# My pic of the day.



## Cory1990 (Jun 14, 2012)

Little does my kitten know my chichlids are trained to come out from tapping on the glass lol









They heard it and all came out.

Thought I'd share.


----------



## IAoddball (Jun 19, 2012)

Awesome man.... I wonder if i can do that with a gar?


----------



## Cory1990 (Jun 14, 2012)

Possible, just do It before every feeding. It took me about a week to get them to get a hang of it. At first a few would only come sobi only put enough food in for the fish that came to the tapping. I did that for a while now when I tap they come or they know they are going without for the day. Now everyone is there fast as heck.

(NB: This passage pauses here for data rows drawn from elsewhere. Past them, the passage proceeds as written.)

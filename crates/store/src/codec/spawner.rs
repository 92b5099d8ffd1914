use mapwright_domain::{Direction, ObjectInstance, Spawner};
use tracing::warn;

use crate::codec::{decode_common, encode_common};
use crate::field_map::FieldMap;

/// Name-valued reference fields awaiting the loader's second pass.
#[derive(Debug, Clone, Default, PartialEq, Eq)]
pub struct SpawnerRefs {
    pub object_template: Option<String>,
}

/// Configuration and the turn counter persist; the spawned population is
/// runtime state owned by the live spawner and is not written out.
pub fn encode_spawner(spawner: &Spawner) -> FieldMap {
    let mut fields = FieldMap::new();
    encode_common(&mut fields, spawner);
    fields.insert("maxSpawnCap", spawner.max_spawn_cap().to_string());
    fields.insert("spawnFrequency", spawner.spawn_frequency().to_string());
    fields.insert("isDirected", spawner.is_directed().to_string());
    fields.insert("direction", spawner.direction().as_str());
    fields.insert("randomOrientation", spawner.random_orientation().to_string());
    fields.insert("objectType", spawner.object_type());
    fields.insert("turnCounter", spawner.turn_counter().to_string());
    fields.insert_optional(
        "objectTemplate",
        spawner.object_template_name().map(str::to_string),
    );
    fields
}

pub fn decode_spawner(fields: &FieldMap) -> (Spawner, SpawnerRefs) {
    let name = fields.get_string("name");
    let context = format!("spawner '{}'", name);

    let mut spawner = Spawner::new(name);
    decode_common(fields, &mut spawner);

    let cap = fields.get_i64(&context, "maxSpawnCap", 0);
    spawner.set_max_spawn_cap(usize::try_from(cap).unwrap_or(0));
    let frequency = fields.get_i64(&context, "spawnFrequency", 0);
    spawner.set_spawn_frequency(u32::try_from(frequency).unwrap_or(0));
    spawner.set_is_directed(fields.get_bool(&context, "isDirected", false));
    spawner.set_direction(decode_direction(fields, &context));
    spawner.set_random_orientation(fields.get_bool(&context, "randomOrientation", false));
    spawner.set_object_type(&fields.get_string("objectType"));
    let counter = fields.get_i64(&context, "turnCounter", 0);
    spawner.set_turn_counter(u32::try_from(counter).unwrap_or(0));

    let refs = SpawnerRefs {
        object_template: fields.get("objectTemplate").map(str::to_string),
    };
    (spawner, refs)
}

fn decode_direction(fields: &FieldMap, object: &str) -> Direction {
    let Some(token) = fields.get("direction") else {
        warn!(object, "missing direction, defaulting to north");
        return Direction::North;
    };
    token.parse().unwrap_or_else(|_| {
        warn!(object, token, "malformed direction token, defaulting to north");
        Direction::North
    })
}

#[cfg(test)]
mod tests {
    use super::*;
    use mapwright_domain::{Creature, FixedRandomSource, WorldObject};
    use std::sync::Arc;

    fn configured_spawner() -> Spawner {
        let mut spawner = Spawner::new("den");
        spawner.set_max_spawn_cap(4);
        spawner.set_spawn_frequency(3);
        spawner.set_is_directed(true);
        spawner.set_direction(Direction::SouthEast);
        spawner.set_object_type("creature");
        spawner.set_object_template(Some(Arc::new(WorldObject::from(Creature::new("wolf")))));
        spawner
    }

    #[test]
    fn test_configuration_round_trips() {
        let spawner = configured_spawner();
        let encoded = encode_spawner(&spawner);
        let (decoded, refs) = decode_spawner(&encoded);

        assert_eq!(decoded.max_spawn_cap(), 4);
        assert_eq!(decoded.spawn_frequency(), 3);
        assert!(decoded.is_directed());
        assert_eq!(decoded.direction(), Direction::SouthEast);
        assert_eq!(decoded.object_type(), "creature");
        assert_eq!(refs.object_template.as_deref(), Some("wolf"));
    }

    #[test]
    fn test_turn_counter_persists_but_population_does_not() {
        let mut spawner = configured_spawner();
        let rng = FixedRandomSource::new(vec![0]);
        spawner.process_turn(&rng);
        spawner.process_turn(&rng);
        spawner.process_turn(&rng);
        assert_eq!(spawner.spawned_objects().len(), 1);
        assert_eq!(spawner.turn_counter(), 0);
        spawner.process_turn(&rng);
        assert_eq!(spawner.turn_counter(), 1);

        let encoded = encode_spawner(&spawner);
        assert_eq!(encoded.get("turnCounter"), Some("1"));

        let (decoded, _) = decode_spawner(&encoded);
        assert_eq!(decoded.turn_counter(), 1);
        assert!(decoded.spawned_objects().is_empty());
    }

    #[test]
    fn test_missing_template_omits_the_key() {
        let mut spawner = configured_spawner();
        spawner.set_object_template(None);
        let encoded = encode_spawner(&spawner);
        assert!(!encoded.contains("objectTemplate"));
        let (_, refs) = decode_spawner(&encoded);
        assert_eq!(refs.object_template, None);
    }

    #[test]
    fn test_unknown_object_type_token_survives_the_round_trip() {
        let mut spawner = configured_spawner();
        spawner.set_object_type("portal");
        let (decoded, _) = decode_spawner(&encode_spawner(&spawner));
        assert_eq!(decoded.object_type(), "portal");
    }

    #[test]
    fn test_malformed_direction_defaults_to_north() {
        let mut fields = encode_spawner(&configured_spawner());
        fields.insert("direction", "sideways");
        let (decoded, _) = decode_spawner(&fields);
        assert_eq!(decoded.direction(), Direction::North);
    }
}
impl Trader {
    pub fn new(name: impl Into<String>) -> Self {
        let mut trader = Self {
            core: ObjectCore::new(name),
            greeting_dialogue: String::new(),
            offer_dialogue: String::new(),
            accept_dialogue: String::new(),
            decline_dialogue: String::new(),
            aggro_dialogue: String::new(),
            max_offers_before_decline: 0,
            is_aggro: false,
            aggro_on_max_reject: false,
            max_aggro_duration: 0,
            steal_success_rate: 0.0,
            min_player_resource_percentage: 0.0,
            max_player_resource_percentage: 0.0,
            strength_penalty: 0,
            water_penalty: 0,
            food_penalty: 0,
            orientation: None,
            trade_offers: Vec::new(),
            passive_movement: None,
            aggro_movement: None,
        };
        trader.set_greeting_dialogue("");
        trader.set_offer_dialogue("");
        trader.set_accept_dialogue("");
        trader.set_decline_dialogue("");
        trader.set_aggro_dialogue("");
        trader.set_max_offers_before_decline(0);
        trader.set_is_aggro(false);
        trader.set_aggro_on_max_reject(false);
        trader.set_max_aggro_duration(0);
        trader.set_strength_penalty(0);
        trader.set_water_penalty(0);
        trader.set_food_penalty(0);
        trader.set_orientation(None);
        trader.mirror_trade_offers();
        trader.set_passive_movement(None);
        trader.set_aggro_movement(None);
        trader
    }

    pub fn greeting_dialogue(&self) -> &str {
        &self.greeting_dialogue
    }

    pub fn set_greeting_dialogue(&mut self, text: &str) {
        self.greeting_dialogue = text.to_string();
        self.core
            .mirror("greetingDialogue", PropertyValue::String(text.to_string()));
    }

    pub fn offer_dialogue(&self) -> &str {
        &self.offer_dialogue
    }

    pub fn set_offer_dialogue(&mut self, text: &str) {
        self.offer_dialogue = text.to_string();
        self.core
            .mirror("offerDialogue", PropertyValue::String(text.to_string()));
    }

    pub fn accept_dialogue(&self) -> &str {
        &self.accept_dialogue
    }

    pub fn set_accept_dialogue(&mut self, text: &str) {
        self.accept_dialogue = text.to_string();
        self.core
            .mirror("acceptDialogue", PropertyValue::String(text.to_string()));
    }

    pub fn decline_dialogue(&self) -> &str {
        &self.decline_dialogue
    }

    pub fn set_decline_dialogue(&mut self, text: &str) {
        self.decline_dialogue = text.to_string();
        self.core
            .mirror("declineDialogue", PropertyValue::String(text.to_string()));
    }

    pub fn aggro_dialogue(&self) -> &str {
        &self.aggro_dialogue
    }

    pub fn set_aggro_dialogue(&mut self, text: &str) {
        self.aggro_dialogue = text.to_string();
        self.core
            .mirror("aggroDialogue", PropertyValue::String(text.to_string()));
    }

    pub fn max_offers_before_decline(&self) -> i64 {
        self.max_offers_before_decline
    }

    pub fn set_max_offers_before_decline(&mut self, value: i64) {
        self.max_offers_before_decline = value;
        self.core
            .mirror("maxOffersBeforeDecline", PropertyValue::Integer(value));
    }

    pub fn is_aggro(&self) -> bool {
        self.is_aggro
    }

    pub fn set_is_aggro(&mut self, value: bool) {
        self.is_aggro = value;
        self.core.mirror("isAggro", PropertyValue::Boolean(value));
    }

    pub fn aggro_on_max_reject(&self) -> bool {
        self.aggro_on_max_reject
    }

    pub fn set_aggro_on_max_reject(&mut self, value: bool) {
        self.aggro_on_max_reject = value;
        self.core
            .mirror("aggroOnMaxReject", PropertyValue::Boolean(value));
    }

    pub fn max_aggro_duration(&self) -> i64 {
        self.max_aggro_duration
    }

    pub fn set_max_aggro_duration(&mut self, value: i64) {
        self.max_aggro_duration = value;
        self.core
            .mirror("maxAggroDuration", PropertyValue::Integer(value));
    }

    pub fn steal_success_rate(&self) -> f64 {
        self.steal_success_rate
    }

    pub fn set_steal_success_rate(&mut self, value: f64) -> Result<(), DomainError> {
        Self::check_rate("stealSuccessRate", value)?;
        self.steal_success_rate = value;
        self.core
            .mirror("stealSuccessRate", PropertyValue::Float(value));
        Ok(())
    }

    pub fn min_player_resource_percentage(&self) -> f64 {
        self.min_player_resource_percentage
    }

    pub fn set_min_player_resource_percentage(&mut self, value: f64) -> Result<(), DomainError> {
        Self::check_rate("minPlayerResourcePercentage", value)?;
        self.min_player_resource_percentage = value;
        self.core
            .mirror("minPlayerResourcePercentage", PropertyValue::Float(value));
        Ok(())
    }

    pub fn max_player_resource_percentage(&self) -> f64 {
        self.max_player_resource_percentage
    }

    pub fn set_max_player_resource_percentage(&mut self, value: f64) -> Result<(), DomainError> {
        Self::check_rate("maxPlayerResourcePercentage", value)?;
        self.max_player_resource_percentage = value;
        self.core
            .mirror("maxPlayerResourcePercentage", PropertyValue::Float(value));
        Ok(())
    }

    fn check_rate(field: &str, value: f64) -> Result<(), DomainError> {
        if !(0.0..=1.0).contains(&value) {
            return Err(DomainError::validation(format!(
                "{} must be within [0, 1], got {}",
                field, value
            )));
        }
        Ok(())
    }

    pub fn strength_penalty(&self) -> i64 {
        self.strength_penalty
    }

    pub fn set_strength_penalty(&mut self, value: i64) {
        self.strength_penalty = value;
        self.core.mirror("strengthPenalty", PropertyValue::Integer(value));
    }

    pub fn water_penalty(&self) -> i64 {
        self.water_penalty
    }

    pub fn set_water_penalty(&mut self, value: i64) {
        self.water_penalty = value;
        self.core.mirror("waterPenalty", PropertyValue::Integer(value));
    }

    pub fn food_penalty(&self) -> i64 {
        self.food_penalty
    }

    pub fn set_food_penalty(&mut self, value: i64) {
        self.food_penalty = value;
        self.core.mirror("foodPenalty", PropertyValue::Integer(value));
    }

    pub fn orientation(&self) -> Option<Direction> {
        self.orientation
    }

    pub fn set_orientation(&mut self, orientation: Option<Direction>) {
        self.orientation = orientation;
        self.core.mirror(
            "orientation",
            PropertyValue::Enum(orientation.map(|d| d.as_str().to_string()).unwrap_or_default()),
        );
    }

    /// The offers visible to a buyer. Empty while the trader is aggro,
    /// regardless of stored contents.
    pub fn trade_offers(&self) -> &[Arc<Item>] {
        if self.is_aggro {
            &[]
        } else {
            &self.trade_offers
        }
    }

    /// The stored offer list, ignoring aggro suppression. Persistence reads
    /// this so aggression never discards authored offers.
    pub fn stored_trade_offers(&self) -> &[Arc<Item>] {
        &self.trade_offers
    }

    /// The comma-joined offer names as the bag carries them: stored names,
    /// never the aggro-filtered view.
    pub fn trade_offer_names(&self) -> &str {
        self.core
            .bag()
            .get("tradeOffers")
            .and_then(PropertyValue::as_string)
            .unwrap_or_default()
    }

    pub fn set_trade_offers(&mut self, offers: Vec<Arc<Item>>) {
        self.trade_offers = offers;
        self.mirror_trade_offers();
    }

    pub fn add_trade_offer(&mut self, offer: Arc<Item>) {
        self.trade_offers.push(offer);
        self.mirror_trade_offers();
    }

    /// Remove the first stored offer with the given name; reports whether
    /// anything was removed.
    pub fn remove_trade_offer(&mut self, name: &str) -> bool {
        match self.trade_offers.iter().position(|o| o.name() == name) {
            Some(index) => {
                self.trade_offers.remove(index);
                self.mirror_trade_offers();
                true
            }
            None => false,
        }
    }

    fn mirror_trade_offers(&mut self) {
        let names = self
            .trade_offers
            .iter()
            .map(|o| o.name().to_string())
            .collect::<Vec<_>>()
            .join(",");
        self.core.mirror("tradeOffers", PropertyValue::String(names));
    }

    pub fn passive_movement(&self) -> Option<&Arc<Movement>> {
        self.passive_movement.as_ref()
    }

    /// The name currently carried by the `passiveMovement` reference,
    /// whether or not a resolved target is attached.
    pub fn passive_movement_name(&self) -> Option<&str> {
        self.core.reference_name("passiveMovement")
    }

    pub fn set_passive_movement(&mut self, movement: Option<Arc<Movement>>) {
        let reference = movement.as_ref().map(|m| m.name().to_string());
        self.passive_movement = movement;
        self.core
            .mirror("passiveMovement", PropertyValue::Reference(reference));
    }

    pub fn aggro_movement(&self) -> Option<&Arc<Movement>> {
        self.aggro_movement.as_ref()
    }

    pub fn aggro_movement_name(&self) -> Option<&str> {
        self.core.reference_name("aggroMovement")
    }

    pub fn set_aggro_movement(&mut self, movement: Option<Arc<Movement>>) {
        let reference = movement.as_ref().map(|m| m.name().to_string());
        self.aggro_movement = movement;
        self.core
            .mirror("aggroMovement", PropertyValue::Reference(reference));
    }
}
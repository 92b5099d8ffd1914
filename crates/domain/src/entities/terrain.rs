//! Terrain entity - per-cell movement and resource costs
//!
//! Terrain is shared, not owned: cells alias one terrain definition through
//! `Arc`, and filling a map never copies the terrain object.

use crate::entities::object::{expect_integer, ObjectCore, ObjectInstance, ObjectType};
use crate::error::DomainError;
use crate::value_objects::{PropertyBag, PropertyValue};

#[derive(Debug, Clone, PartialEq)]
pub struct Terrain {
    core: ObjectCore,
    strength_cost: i64,
    movement_cost: i64,
    hunger_cost: i64,
    thirst_cost: i64,
    gold_cost: i64,
}

impl Terrain {
    pub fn new(name: impl Into<String>) -> Self {
        let mut terrain = Self {
            core: ObjectCore::new(name),
            strength_cost: 0,
            movement_cost: 0,
            hunger_cost: 0,
            thirst_cost: 0,
            gold_cost: 0,
        };
        terrain.set_strength_cost(0);
        terrain.set_movement_cost(0);
        terrain.set_hunger_cost(0);
        terrain.set_thirst_cost(0);
        terrain.set_gold_cost(0);
        terrain
    }

    pub fn strength_cost(&self) -> i64 {
        self.strength_cost
    }

    pub fn set_strength_cost(&mut self, value: i64) {
        self.strength_cost = value;
        self.core.mirror("strengthCost", PropertyValue::Integer(value));
    }

    pub fn movement_cost(&self) -> i64 {
        self.movement_cost
    }

    pub fn set_movement_cost(&mut self, value: i64) {
        self.movement_cost = value;
        self.core.mirror("movementCost", PropertyValue::Integer(value));
    }

    pub fn hunger_cost(&self) -> i64 {
        self.hunger_cost
    }

    pub fn set_hunger_cost(&mut self, value: i64) {
        self.hunger_cost = value;
        self.core.mirror("hungerCost", PropertyValue::Integer(value));
    }

    pub fn thirst_cost(&self) -> i64 {
        self.thirst_cost
    }

    pub fn set_thirst_cost(&mut self, value: i64) {
        self.thirst_cost = value;
        self.core.mirror("thirstCost", PropertyValue::Integer(value));
    }

    pub fn gold_cost(&self) -> i64 {
        self.gold_cost
    }

    pub fn set_gold_cost(&mut self, value: i64) {
        self.gold_cost = value;
        self.core.mirror("goldCost", PropertyValue::Integer(value));
    }
}

impl ObjectInstance for Terrain {
    fn object_type(&self) -> ObjectType {
        ObjectType::Terrain
    }

    fn name(&self) -> &str {
        self.core.name()
    }

    fn set_name(&mut self, name: &str) {
        self.core.set_name(name);
    }

    fn description(&self) -> &str {
        self.core.description()
    }

    fn set_description(&mut self, description: &str) {
        self.core.set_description(description);
    }

    fn image_path(&self) -> Option<&str> {
        self.core.image_path()
    }

    fn set_image_path(&mut self, path: Option<&str>) {
        self.core.set_image_path(path);
    }

    fn properties(&self) -> &PropertyBag {
        self.core.bag()
    }

    fn set_property(&mut self, name: &str, value: PropertyValue) -> Result<(), DomainError> {
        if let Some(result) = self.core.try_set_common(name, &value) {
            return result;
        }
        match name {
            "strengthCost" => self.set_strength_cost(expect_integer(name, &value)?),
            "movementCost" => self.set_movement_cost(expect_integer(name, &value)?),
            "hungerCost" => self.set_hunger_cost(expect_integer(name, &value)?),
            "thirstCost" => self.set_thirst_cost(expect_integer(name, &value)?),
            "goldCost" => self.set_gold_cost(expect_integer(name, &value)?),
            _ => self.core.mirror(name, value),
        }
        Ok(())
    }

    fn duplicate(&self) -> Self {
        self.clone()
    }
}
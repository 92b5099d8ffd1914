//! Cardinal and intercardinal direction tokens
//!
//! Used by movement patterns (ordered direction lists) and by spawners
//! (directed or randomly oriented spawning).

use std::fmt;
use std::str::FromStr;

use serde::{Deserialize, Serialize};

use crate::error::DomainError;

/// One of the eight compass direction tokens
#[derive(Debug, Clone, Copy, PartialEq, Eq, Hash, Default, Serialize, Deserialize)]
#[serde(rename_all = "camelCase")]
pub enum Direction {
    #[default]
    North,
    NorthEast,
    East,
    SouthEast,
    South,
    SouthWest,
    West,
    NorthWest,
}

impl Direction {
    /// All eight tokens, in clockwise order starting at north.
    pub const ALL: [Direction; 8] = [
        Self::North,
        Self::NorthEast,
        Self::East,
        Self::SouthEast,
        Self::South,
        Self::SouthWest,
        Self::West,
        Self::NorthWest,
    ];

    /// The stable token used in persisted resources and property bags.
    pub fn as_str(&self) -> &'static str {
        match self {
            Self::North => "north",
            Self::NorthEast => "northEast",
            Self::East => "east",
            Self::SouthEast => "southEast",
            Self::South => "south",
            Self::SouthWest => "southWest",
            Self::West => "west",
            Self::NorthWest => "northWest",
        }
    }

    /// The direction walked when a reversible pattern plays backwards.
    pub fn reversed(&self) -> Self {
        match self {
            Self::North => Self::South,
            Self::NorthEast => Self::SouthWest,
            Self::East => Self::West,
            Self::SouthEast => Self::NorthWest,
            Self::South => Self::North,
            Self::SouthWest => Self::NorthEast,
            Self::West => Self::East,
            Self::NorthWest => Self::SouthEast,
        }
    }
}

impl fmt::Display for Direction {
    fn fmt(&self, f: &mut fmt::Formatter<'_>) -> fmt::Result {
        write!(f, "{}", self.as_str())
    }
}

impl FromStr for Direction {
    type Err = DomainError;

    fn from_str(s: &str) -> Result<Self, Self::Err> {
        match s.trim().to_ascii_lowercase().as_str() {
            "north" | "n" => Ok(Self::North),
            "northeast" | "ne" => Ok(Self::NorthEast),
            "east" | "e" => Ok(Self::East),
            "southeast" | "se" => Ok(Self::SouthEast),
            "south" | "s" => Ok(Self::South),
            "southwest" | "sw" => Ok(Self::SouthWest),
            "west" | "w" => Ok(Self::West),
            "northwest" | "nw" => Ok(Self::NorthWest),
            other => Err(DomainError::parse(format!(
                "Unknown direction token: {}",
                other
            ))),
        }
    }
}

And any slight tap they are right there it's pretty neat how smart they are.


----------



## IAoddball (Jun 19, 2012)

Same with Oscars. Mine used to follow my fingers along the glass like that too. I also used to take the feeder fish and dangle it from my fingers above his tank and he would jump out about 6" and get it. Cichlids are extremely intelligent fish, can't go wrong with them, regardless of the type.


----------



## Cory1990 (Jun 14, 2012)

Thats crazy 6"! I was thinking of getting oscars but decided on Africans.


----------



## IAoddball (Jun 19, 2012)

Yeah, atleast that. I have a few on video also of him jumping out of the water attacking the bag of feeders haha. He also used to pop ping pong balls out of the water. He was a good fish


----------



## Cory1990 (Jun 14, 2012)

Sounds like a awesome fish lol. There's always that special one out there. Today I fed my cichlids and one came out of the water a bit to get the food from my hand I thought he was pretty brave for that. Although I don't want to encourage mine to jump because I don't want to find one on my floor lol. It is kind of cool to see. Iv seen some videos on YouTube of huge cichlids that like to be petted. Crazy the personalitys they get.


----------